Figure 15. Cardiac magnetic resonance images of a 74-year-old male patient diagnosed with invasive thymoma. Coronal (a) and sagittal (b) images showing the tumour (arrows) reaching the right atrium via the superior vena cava.
 
Figure 16. Cardiac magnetic resonance imaging of a 98-year-old female patient with superior vena cava syndrome revealed a retrosternal superior mediastinal mass that was continuous with the thyroid gland. (a) The mass entered the left brachiocephalic vein, expanding its lumen (arrow). (a, b) The tumour cells travelled through the vasculature all the way to the left brachiocephalic vein and superior vena cava, reaching the right atrium (arrow in [b]). The presence of an irregular area at the distal end of the mass that showed no contrast enhancement was consistent with an extension of the tumoural mass accompanying a distally located thrombus. The retrosternal mass was biopsied under ultrasound guidance and the patient was diagnosed with thyroid carcinoma.
 
Figure 17. Cardiac magnetic resonance images of a 63-year-old female patient with a 2-year history of metastatic melanoma, which are sequential slices that clearly and continuously demonstrate the invasion of the mass. Metastatic masses in the right (white arrows) and left lung (red arrows) were seen. The mass in the left lung caused invasion of the left pulmonary vein leading to involvement of the left atrium.
 
DISCUSSION
 
Metastatic dissemination to the heart from noncardiac tumours may occur via the lymphatics, or via haematogenous routes that include both arterial and transvenous dissemination.[9] While lymphatic spread or direct invasion targets the pericardium first, myocardial or endocardial involvement is more common in haematogenous metastases for anatomical reasons.[1] [2]
 
Metastatic cardiac tumours have a poor prognosis, camouflaging themselves until a serious complication develops.

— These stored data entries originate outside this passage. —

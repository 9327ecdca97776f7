/// Pixel formats of the native API and their static metadata.
///
/// Formats are opaque identifiers compared by identity. The metadata
/// tables (bits per pixel, alpha presence, stencil presence) are fixed
/// lookup data; nothing here queries the adapter.

/// Pixel format identifier
///
/// Covers display/backbuffer color formats and depth/stencil surface
/// formats. The naming follows the native API convention: channel
/// letters with per-channel bit counts, `X` for unused bits.
#[derive(Debug, Clone, Copy, PartialEq, Eq, Hash)]
pub enum Format {
    // Color formats
    R8G8B8,
    A8R8G8B8,
    X8R8G8B8,
    R5G6B5,
    X1R5G5B5,
    A1R5G5B5,
    A4R4G4B4,
    R3G3B2,
    A8,
    A8R3G3B2,
    X4R4G4B4,

    // Palettized formats
    P8,
    A8P8,

    // Luminance formats
    L8,
    A8L8,
    A4L4,

    // Bump-map formats
    V8U8,
    L6V5U5,
    X8L8V8U8,
    Q8W8V8U8,
    V16U16,

    // Depth/stencil formats
    D16Lockable,
    D32,
    D15S1,
    D24S8,
    D24X8,
    D24X4S4,
    D16,
}

impl Format {
    /// Bits per pixel for this format
    pub fn bits_per_pixel(self) -> u32 {
        match self {
            Format::R8G8B8 => 24,
            Format::A8R8G8B8 => 32,
            Format::X8R8G8B8 => 32,
            Format::R5G6B5 => 16,
            Format::X1R5G5B5 => 16,
            Format::A1R5G5B5 => 16,
            Format::A4R4G4B4 => 32,
            Format::R3G3B2 => 8,
            Format::A8 => 8,
            Format::A8R3G3B2 => 16,
            Format::X4R4G4B4 => 16,
            Format::P8 => 8,

            Format::D32 => 32,
            Format::D16 => 16,
            Format::D24S8 => 32,

            Format::A8P8 => 16,
            Format::L8 => 8,
            Format::A8L8 => 16,
            Format::A4L4 => 8,
            Format::V8U8 => 16,
            Format::L6V5U5 => 16,
            Format::X8L8V8U8 => 32,
            Format::Q8W8V8U8 => 32,
            Format::V16U16 => 32,

            Format::D16Lockable => 16,
            Format::D15S1 => 16,
            Format::D24X8 => 32,
            Format::D24X4S4 => 32,
        }
    }

    /// Whether the format carries an alpha channel
    ///
    /// Known gap: only the formats that can appear in the backbuffer
    /// preference tables are listed; other alpha-bearing formats
    /// (A4R4G4B4, A8, ...) fall through to `false`.
    pub fn has_alpha(self) -> bool {
        match self {
            Format::A8R8G8B8 => true,
            Format::X8R8G8B8 => false,
            Format::R5G6B5 => false,
            Format::X1R5G5B5 => false,
            Format::A1R5G5B5 => true,
            _ => false,
        }
    }

    /// Whether the format carries stencil bits
    ///
    /// Known gap: only the formats that can appear in the depth
    /// candidate tables are listed; anything else falls through to
    /// `false`.
    pub fn has_stencil(self) -> bool {
        match self {
            Format::D32 => false,
            Format::D16 => false,
            Format::D24S8 => true,
            Format::D15S1 => true,
            Format::D24X8 => false,
            Format::D24X4S4 => true,
            _ => false,
        }
    }
}

// ============================================================================
// Tests
// ============================================================================

#[cfg(test)]
#[path = "format_tests.rs"]
mod tests;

The symptoms are broad and range from mild chest pain to cardiac rupture leading to sudden death. Pericardial and myocardial metastases may especially mimic acute coronary syndrome, and the onset of a new cardiac symptom in any cancer patient should be approached with the suspicion of cardiac metastases. Imaging findings of cardiac metastases are diverse.[14] There was one melanoma patient with left atrial metastasis in our cohort. It was demonstrated in a recent study of 23 patients with melanoma metastatic to the heart that although all chambers may be involved, right ventricular involvement was most common.[15] If hepatocellular carcinoma metastasises to the heart, the route is usually extension into the IVC, allowing for growth into the right atrium via transvenous access as with our cases.[16] [17] The two cases of uterine leiomyosarcoma in our patient group showed metastasis to the ventricles. However, the atria can also be involved.[18] Cardiac metastases from renal cell carcinoma are not frequently encountered and they may have varying imaging appearances.[19] [20] [21] A new cardiac symptom in a patient with a known renal cell carcinoma should alert the clinician to a possible cardiac metastasis. Although there were no examples in our patient cohort, malignant neuroendocrine tumours and benign uterine leiomyomas may also metastasise to the heart.[22] [23] [24]
 
CONCLUSION
 
Cardiac metastases are far more common than previously thought and should be taken into consideration in oncology patients presenting with a new cardiac symptom. The clinical scenario of cardiac metastases includes a variety of signs and symptoms depending on the anatomical site of the involvement. Although echocardiography is the preferred initial diagnostic modality owing to its relatively easy accessibility and availability, cardiac MRI may also provide a comprehensive visualisation of both cardiac and extracardiac involvement.